Men and women between the ages of 22 and 45 are eligible, and entries close on 22 June.
Thrill hot spot
National Geographic vice-president of media partnerships Deborah Armstrong said that the nature and travel publisher was delighted to be extending the long-standing partnership with South African Tourism into 2010.
“It’s extremely exciting to be taking the campaign to the next level this year through the inclusion of multiple National Geographic Channel regions,” she said.
“We are confident that through the addition of these new participating countries, the competition’s diversity will be maximised immensely and in turn bring significant added value for South African Tourism.”
According to South African Tourism, the country is the ideal destination for those seeking adventure.
Something for everyone
The initiative is spearheaded by cameraman and author Paul “Mungo” Mungeam, who participated in the inaugural event.
“South Africa is such a fantastic destination for adventure travel,” he said. “You have mountains to climb and oceans to dive in, a range of some of the biggest and best adrenaline activities in the world and you will share them all with such fun and friendly people!”
South Africa ranks consistently as one of the world’s top destinations, boasting numerous different types of terrain and remarkable scenery that provide extensive adventure possibilities.
Although the safari holiday is synonymous with the African continent, South Africa is known for much more than just breathtaking game-viewing.
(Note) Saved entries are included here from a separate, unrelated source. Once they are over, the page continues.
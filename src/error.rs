//! Error taxonomy for the answering pipeline.
//!
//! Every variant is a user-facing condition: errors are printed as plain
//! text, never retried, and never fatal to a session — the caller stays
//! available for the next upload or question.

use thiserror::Error;

#[derive(Debug, Error)]
pub enum Error {
    /// The PDF parsed but yielded no extractable text (scanned images,
    /// vector-only pages).
    #[error("no text found in the report — try uploading a different file")]
    NoTextFound,

    /// The uploaded bytes are not a readable spreadsheet.
    #[error("could not read spreadsheet: {0}")]
    UnreadableTable(String),

    /// The relevance filter produced an empty context, so the QA service
    /// was not invoked. Only possible when the document itself is empty.
    #[error("no relevant information found — try rephrasing the question")]
    NoRelevantContext,

    /// The uploaded filename's extension is not one we handle.
    #[error("unsupported file type: {0} (expected pdf or xlsx)")]
    UnsupportedFileType(String),

    /// The uploaded bytes are not a parseable PDF.
    #[error("could not parse PDF: {0}")]
    Pdf(String),

    /// An external capability (QA or summarization) failed or is disabled.
    #[error("{0}")]
    Capability(String),

    /// A question arrived before any document was loaded.
    #[error("no document loaded — upload a PDF or XLSX file first")]
    NothingLoaded,

    /// The operation needs extracted report text, not a table.
    #[error("this operation requires a PDF report")]
    NotAReport,
}

pub type Result<T> = std::result::Result<T, Error>;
It’s also one of the best places for rock-climbing, abseiling, base-jumping, caving- and cave-diving, spectacular hiking, horse and 4×4 trails, river-rafting, skydiving, kayaking, scuba and shark diving, para- and hang gliding, ballooning, and many more.
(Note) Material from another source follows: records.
//! HTTP answering service.
//!
//! Exposes the question pipeline over a small JSON API, the web-shaped
//! counterpart of the CLI's `ask` command.
//!
//! # Endpoints
//!
//! | Method | Path | Description |
//! |--------|------|-------------|
//! | `POST` | `/ask` | Multipart form (`file`, `question`) → JSON answer |
//! | `GET`  | `/health` | Health check (returns version) |
//!
//! # Error Contract
//!
//! All error responses follow one schema:
//!
//! ```json
//! { "error": { "code": "unsupported_file_type", "message": "unsupported file type: csv (expected pdf or xlsx)" } }
//! ```
//!
//! Pipeline errors map to 4xx, capability failures to 502. Every request
//! builds a fresh request-scoped pipeline — no state is shared across
//! requests, and a failed request never affects the next one.

use axum::{
    extract::{DefaultBodyLimit, Multipart, State},
    http::StatusCode,
    response::{IntoResponse, Response},
    routing::{get, post},
    Json, Router,
};
use std::sync::Arc;
use tower_http::cors::{Any, CorsLayer};

use crate::config::Config;
use crate::error::Error;
use crate::models::AnswerResult;
use crate::session::Session;

/// Largest accepted upload (bytes). 10-K filings run large.
const MAX_UPLOAD_BYTES: usize = 32 * 1024 * 1024;

#[derive(Clone)]
struct AppState {
    config: Arc<Config>,
}

/// Starts the HTTP answering service on the configured bind address.
/// Runs until the process is terminated.
pub async fn run_server(config: &Config) -> anyhow::Result<()> {
    let bind_addr = config.server.bind.clone();
    let state = AppState {
        config: Arc::new(config.clone()),
    };

    let cors = CorsLayer::new()
        .allow_origin(Any)
        .allow_methods(Any)
        .allow_headers(Any);

    let app = Router::new()
        .route("/ask", post(handle_ask))
        .route("/health", get(handle_health))
        .layer(DefaultBodyLimit::max(MAX_UPLOAD_BYTES))
        .layer(cors)
        .with_state(state);

    println!("finqa server listening on http://{}", bind_addr);

    let listener = tokio::net::TcpListener::bind(&bind_addr).await?;
    axum::serve(listener, app).await?;

    Ok(())
}

async fn handle_health() -> Json<serde_json::Value> {
    Json(serde_json::json!({
        "status": "ok",
        "version": env!("CARGO_PKG_VERSION"),
    }))
}

/// `POST /ask` — answers one question about one uploaded file.
async fn handle_ask(State(state): State<AppState>, mut multipart: Multipart) -> Response {
    let mut upload_name: Option<String> = None;
    let mut upload_bytes: Option<Vec<u8>> = None;
    let mut question: Option<String> = None;

    loop {
        let field = match multipart.next_field().await {
            Ok(Some(field)) => field,
            Ok(None) => break,
            Err(e) => return error_response(StatusCode::BAD_REQUEST, "bad_request", e),
        };
        let name = field.name().map(str::to_string);
        match name.as_deref() {
            Some("file") => {
                upload_name = field.file_name().map(str::to_string);
                upload_bytes = match field.bytes().await {
                    Ok(bytes) => Some(bytes.to_vec()),
                    Err(e) => return error_response(StatusCode::BAD_REQUEST, "bad_request", e),
                };
            }
            Some("question") => {
                question = match field.text().await {
                    Ok(text) => Some(text),
                    Err(e) => return error_response(StatusCode::BAD_REQUEST, "bad_request", e),
                };
            }
            _ => {}
        }
    }

    let (Some(upload_name), Some(upload_bytes)) = (upload_name, upload_bytes) else {
        return error_response(
            StatusCode::BAD_REQUEST,
            "bad_request",
            "multipart field 'file' (with a filename) is required",
        );
    };
    let Some(question) = question.filter(|q| !q.trim().is_empty()) else {
        return error_response(
            StatusCode::BAD_REQUEST,
            "bad_request",
            "multipart field 'question' must not be empty",
        );
    };

    let mut session = match Session::from_config(&state.config) {
        Ok(session) => session,
        Err(e) => return error_response(StatusCode::INTERNAL_SERVER_ERROR, "internal", e),
    };

    if let Err(e) = session.load(&upload_name, &upload_bytes) {
        return pipeline_error(e);
    }

    match session.ask(&question).await {
        Ok(result) => Json(answer_json(&result)).into_response(),
        Err(e) => pipeline_error(e),
    }
}

fn answer_json(result: &AnswerResult) -> serde_json::Value {
    match result {
        AnswerResult::Extractive(answer) => serde_json::json!({
            "answer": answer.text,
            "confidence": answer.confidence,
            "span": [answer.span.0, answer.span.1],
        }),
        AnswerResult::Lookup(text) => serde_json::json!({ "answer": text }),
    }
}

/// Maps a pipeline error to the response contract.
fn error_code(err: &Error) -> (StatusCode, &'static str) {
    match err {
        Error::UnsupportedFileType(_) => (StatusCode::UNSUPPORTED_MEDIA_TYPE, "unsupported_file_type"),
        Error::NoTextFound => (StatusCode::UNPROCESSABLE_ENTITY, "no_text_found"),
        Error::Pdf(_) => (StatusCode::UNPROCESSABLE_ENTITY, "unreadable_pdf"),
        Error::UnreadableTable(_) => (StatusCode::UNPROCESSABLE_ENTITY, "unreadable_table"),
        Error::NoRelevantContext => (StatusCode::UNPROCESSABLE_ENTITY, "no_relevant_context"),
        Error::Capability(_) => (StatusCode::BAD_GATEWAY, "capability_error"),
        Error::NothingLoaded | Error::NotAReport => (StatusCode::BAD_REQUEST, "bad_request"),
    }
}

fn pipeline_error(err: Error) -> Response {
    let (status, code) = error_code(&err);
    error_response(status, code, err)
}

fn error_response(
    status: StatusCode,
    code: &'static str,
    message: impl std::fmt::Display,
) -> Response {
    (
        status,
        Json(serde_json::json!({
            "error": { "code": code, "message": message.to_string() }
        })),
    )
        .into_response()
}

#[cfg(test)]
mod tests {
    use super::*;
    use crate::models::Answer;

    #[test]
    fn pipeline_errors_map_to_the_contract() {
        assert_eq!(
            error_code(&Error::UnsupportedFileType("csv".into())),
            (StatusCode::UNSUPPORTED_MEDIA_TYPE, "unsupported_file_type")
        );
        assert_eq!(
            error_code(&Error::NoTextFound),
            (StatusCode::UNPROCESSABLE_ENTITY, "no_text_found")
        );
        assert_eq!(
            error_code(&Error::Capability("down".into())),
            (StatusCode::BAD_GATEWAY, "capability_error")
        );
    }

    #[test]
    fn extractive_answers_serialize_with_span() {
        let value = answer_json(&AnswerResult::Extractive(Answer {
            text: "$500 million".to_string(),
            confidence: 0.91,
            span: (12, 24),
        }));
        assert_eq!(value["answer"], "$500 million");
        assert_eq!(value["span"][1], 24);

        let lookup = answer_json(&AnswerResult::Lookup("Revenue in 2020: 500".to_string()));
        assert_eq!(lookup["answer"], "Revenue in 2020: 500");
        assert!(lookup.get("span").is_none());
    }
}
Options are not just limited to novice travellers – in fact, South Africa offers something exciting for even the most experienced of explorers.
All activities are overseen by reputable operators, many of whom can also arrange a complete travel package.
Cape Town’s Table Mountain is popular for rock-climbing and related sports, and is the scene of many a brave climb or leap. All routes on the mountain still lie within the city limits. Other locations, such as the mountainous Mpumalanga region, also offer a variety of hikes and climbs for all levels of fitness.
The country is home to the third highest commercially operated bungee jump in the world. The 216m jump off the Western Cape’s Bloukrans Bridge is not for the fainthearted – nor are the cold waters off Gansbaai in the Western Cape, known as Shark Alley because of the abundance of great white and bull sharks found there.
The 2 300km-long Orange River is just one of the many waterways around the country, although its muddy waters are calmer and less demanding than the Doring River in the Western Cape. This fast-flowing river swells in winter and is regarded as offering some of the best white water in the country.
For those with a more leisurely preference, there are less demanding options such as hiking through the bush, horse-riding along sandy beaches, standing thigh-deep in quiet rivers waiting for the trout to bite, hitting the ball down the fairway as wild game looks on, or simply relaxing in the bush on a wooden deck at sundown.